Artivion recently announced it has amended its credit facility and option purchase agreements with Endospan, developer of the Nexus stent graft system. In 2019, Artivion provided a credit facility to Endospan and entered into an option agreement to purchase Endospan upon US Food and Drug Administration (FDA) approval of Nexus.
The amendments announced result in three major changes to the original credit facility and option purchase agreements:
- Artivion will provide additional loans to Endospan of up to US$25 million in three tranches and anticipates funding the loans with free cash flow;
- The upfront payment associated with the purchase option is reduced from US$250 million to US$175 million, resulting in an upfront acquisition purchase price of US$135 million, inclusive of loan off-set; and
- The US$100 million minimum payout for the earnout is eliminated.

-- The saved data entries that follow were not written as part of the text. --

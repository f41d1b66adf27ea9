//! Module splitting the source rows into the batches that become jobs.

use crate::{
    domain::{Batch, RawRow},
    error::{Error, invalid_argument},
};

/// Splits `rows` into consecutive batches of `batch_size` rows, the last one possibly shorter.
///
/// Row order is preserved and concatenating the batches gives back `rows`.
pub fn split_into_batches(rows: Vec<RawRow>, batch_size: usize) -> Result<Vec<Batch>, Error> {
    if batch_size == 0 {
        return Err(invalid_argument("batch size must be at least 1"));
    }

    let mut batches = Vec::with_capacity(rows.len().div_ceil(batch_size));
    let mut rows = rows.into_iter().peekable();
    while rows.peek().is_some() {
        let chunk: Vec<RawRow> = rows.by_ref().take(batch_size).collect();
        batches.push(Batch::try_from(chunk)?);
    }
    Ok(batches)
}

A press release details that Nexus is the first and only approved branched endovascular system to treat aortic arch disease, including both aortic aneurysms and dissections. While minimally invasive endovascular repair has been the standard of care for abdominal aortic aneurysms (AAA) and thoracic aortic aneurysms (TAA), aortic arch disease patients with aneurysms or dissections who receive treatment have previously had little choice but to undergo open-chest surgery with its associated invasiveness and risks, lengthy hospitalisations, and prolonged recuperation. According to Artivion, Nexus transforms a complex surgical aortic arch repair into a minimally invasive endovascular procedure and stands to address an annual global addressable market opportunity of US$600 million according to latest estimates.
“Based on our experience with Nexus in Europe since 2019, we continue to see a significant global opportunity for the Nexus technology and expect that it will further solidify our position as a global leader in aortic repair,” said Pat Mackin, chairman, president, and chief executive officer of Artivion. “We view our revised credit facility and option purchase agreements with Endospan as an investment in the next frontier of aortic arch surgery. Should we exercise our option to acquire Endospan, we believe we will be able to meaningfully expand our total addressable market at that time on terms more favourable than existed prior to these amendments.”